■ **PROBLEM TO WORK ON**: Gather the lines below that include the string "message", copying each in full.

■ **INPUT RECORDS**:
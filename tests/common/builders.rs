//! Test builders — ergonomic constructors for `LogEntry` and pipelines.
//!
//! These builders are designed for readability in test assertions, not for
//! production use. They panic on invalid input rather than returning `Result`.

use chrono::{DateTime, TimeZone, Utc};
use logtide_core::config::Config;
use logtide_core::{LogEntry, LogLevel, LogPipeline};
use std::sync::Arc;

// ---------------------------------------------------------------------------
// LogEntryBuilder
// ---------------------------------------------------------------------------

/// Fluent builder for [`LogEntry`] test fixtures.
///
/// # Example
///
/// ```rust,ignore
/// let entry = LogEntryBuilder::new("timeout connecting to db")
///     .level(LogLevel::Error)
///     .source("app")
///     .at_ms(1_705_314_600_000)
///     .field("request_id", "req-abc123")
///     .build();
/// ```
pub struct LogEntryBuilder {
    message: String,
    level: LogLevel,
    source: String,
    ts: DateTime<Utc>,
    fields: Vec<(String, serde_json::Value)>,
}

impl LogEntryBuilder {
    pub fn new(message: impl Into<String>) -> Self {
        Self {
            message: message.into(),
            level: LogLevel::Info,
            source: "app".to_string(),
            ts: Utc::now(),
            fields: Vec::new(),
        }
    }

    pub fn level(mut self, level: LogLevel) -> Self {
        self.level = level;
        self
    }

    pub fn source(mut self, source: impl Into<String>) -> Self {
        self.source = source.into();
        self
    }

    pub fn ts(mut self, ts: DateTime<Utc>) -> Self {
        self.ts = ts;
        self
    }

    /// Timestamp from milliseconds since the epoch.
    pub fn at_ms(self, ms: i64) -> Self {
        self.ts(ts_ms(ms))
    }

    pub fn field(mut self, key: impl Into<String>, value: impl Into<serde_json::Value>) -> Self {
        self.fields.push((key.into(), value.into()));
        self
    }

    pub fn build(self) -> LogEntry {
        let mut entry = LogEntry::new(self.source, self.level, self.message).at(self.ts);
        entry.fields.extend(self.fields);
        entry
    }
}

pub fn ts_ms(ms: i64) -> DateTime<Utc> {
    Utc.timestamp_millis_opt(ms).single().expect("valid test timestamp")
}

// ---------------------------------------------------------------------------
// Pipelines
// ---------------------------------------------------------------------------

/// A pipeline with a running search index. Must be called inside a runtime.
pub fn indexed_pipeline(max_lines: usize) -> Arc<LogPipeline> {
    let mut config = Config::defaults();
    config.store.max_lines = max_lines;
    Arc::new(LogPipeline::new(&config))
}

/// A pipeline that always uses the substring filter.
pub fn plain_pipeline(max_lines: usize) -> Arc<LogPipeline> {
    Arc::new(LogPipeline::without_index(max_lines))
}

/// Ingest `entries` into their own sources and wait for the index.
pub async fn ingest_all(pipeline: &LogPipeline, entries: impl IntoIterator<Item = LogEntry>) {
    for entry in entries {
        let source = entry.source.clone();
        pipeline.ingest(&source, entry);
    }
    pipeline.flush_index().await;
}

■ **TASK ANSWER**:
    message: String,
    pub fn new(message: impl Into<String>) -> Self {
            message: message.into(),
        let mut entry = LogEntry::new(self.source, self.level, self.message).at(self.ts);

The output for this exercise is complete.